• _EXERCISE AIM_
For the word "DerivationPath", state how many lines of the data include it. Respond with the number only.

☆ ☆ ☆ ☆ ☆

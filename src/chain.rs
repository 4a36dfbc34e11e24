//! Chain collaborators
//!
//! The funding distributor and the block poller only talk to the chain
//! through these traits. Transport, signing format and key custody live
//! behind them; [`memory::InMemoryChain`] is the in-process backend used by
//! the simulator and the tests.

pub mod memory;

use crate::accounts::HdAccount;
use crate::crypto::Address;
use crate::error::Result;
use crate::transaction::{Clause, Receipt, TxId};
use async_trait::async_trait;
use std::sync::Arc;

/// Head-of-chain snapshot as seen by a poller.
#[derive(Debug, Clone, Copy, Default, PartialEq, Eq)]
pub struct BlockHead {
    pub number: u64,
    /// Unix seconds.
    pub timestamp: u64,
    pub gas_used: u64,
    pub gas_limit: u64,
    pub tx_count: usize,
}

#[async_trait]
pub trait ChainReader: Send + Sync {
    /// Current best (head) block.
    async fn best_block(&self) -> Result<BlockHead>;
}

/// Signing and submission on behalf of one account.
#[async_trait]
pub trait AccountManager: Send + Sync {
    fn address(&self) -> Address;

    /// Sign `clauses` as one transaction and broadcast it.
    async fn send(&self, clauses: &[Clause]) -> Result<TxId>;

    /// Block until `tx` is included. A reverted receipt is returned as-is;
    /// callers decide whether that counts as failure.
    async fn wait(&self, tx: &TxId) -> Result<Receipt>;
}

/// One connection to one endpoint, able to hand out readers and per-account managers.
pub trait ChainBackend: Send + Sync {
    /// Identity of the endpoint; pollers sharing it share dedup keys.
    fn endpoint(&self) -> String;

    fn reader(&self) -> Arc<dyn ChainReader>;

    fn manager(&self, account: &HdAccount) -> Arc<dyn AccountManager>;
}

☆ ☆ ☆ ☆ ☆

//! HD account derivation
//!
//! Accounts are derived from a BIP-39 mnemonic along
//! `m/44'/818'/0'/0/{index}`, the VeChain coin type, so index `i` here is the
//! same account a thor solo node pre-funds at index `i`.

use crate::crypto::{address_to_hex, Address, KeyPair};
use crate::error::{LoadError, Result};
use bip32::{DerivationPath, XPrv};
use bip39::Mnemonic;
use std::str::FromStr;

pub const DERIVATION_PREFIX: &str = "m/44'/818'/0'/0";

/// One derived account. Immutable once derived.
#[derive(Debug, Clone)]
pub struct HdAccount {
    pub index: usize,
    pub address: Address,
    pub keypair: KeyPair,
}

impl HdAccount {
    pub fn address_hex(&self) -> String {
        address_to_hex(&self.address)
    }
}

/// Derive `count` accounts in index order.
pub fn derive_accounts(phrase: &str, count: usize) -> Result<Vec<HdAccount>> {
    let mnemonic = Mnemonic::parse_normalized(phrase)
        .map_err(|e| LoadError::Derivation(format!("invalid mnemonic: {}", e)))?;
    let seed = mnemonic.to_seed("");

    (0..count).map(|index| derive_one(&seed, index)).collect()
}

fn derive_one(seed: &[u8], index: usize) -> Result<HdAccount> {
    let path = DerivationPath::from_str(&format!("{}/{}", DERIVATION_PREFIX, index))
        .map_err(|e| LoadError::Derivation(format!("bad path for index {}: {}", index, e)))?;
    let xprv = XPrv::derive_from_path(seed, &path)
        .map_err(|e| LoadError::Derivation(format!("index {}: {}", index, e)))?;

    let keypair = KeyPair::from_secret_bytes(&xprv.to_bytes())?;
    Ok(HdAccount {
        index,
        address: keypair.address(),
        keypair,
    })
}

☆ ☆ ☆ ☆ ☆

• _TASK OUTPUT_
2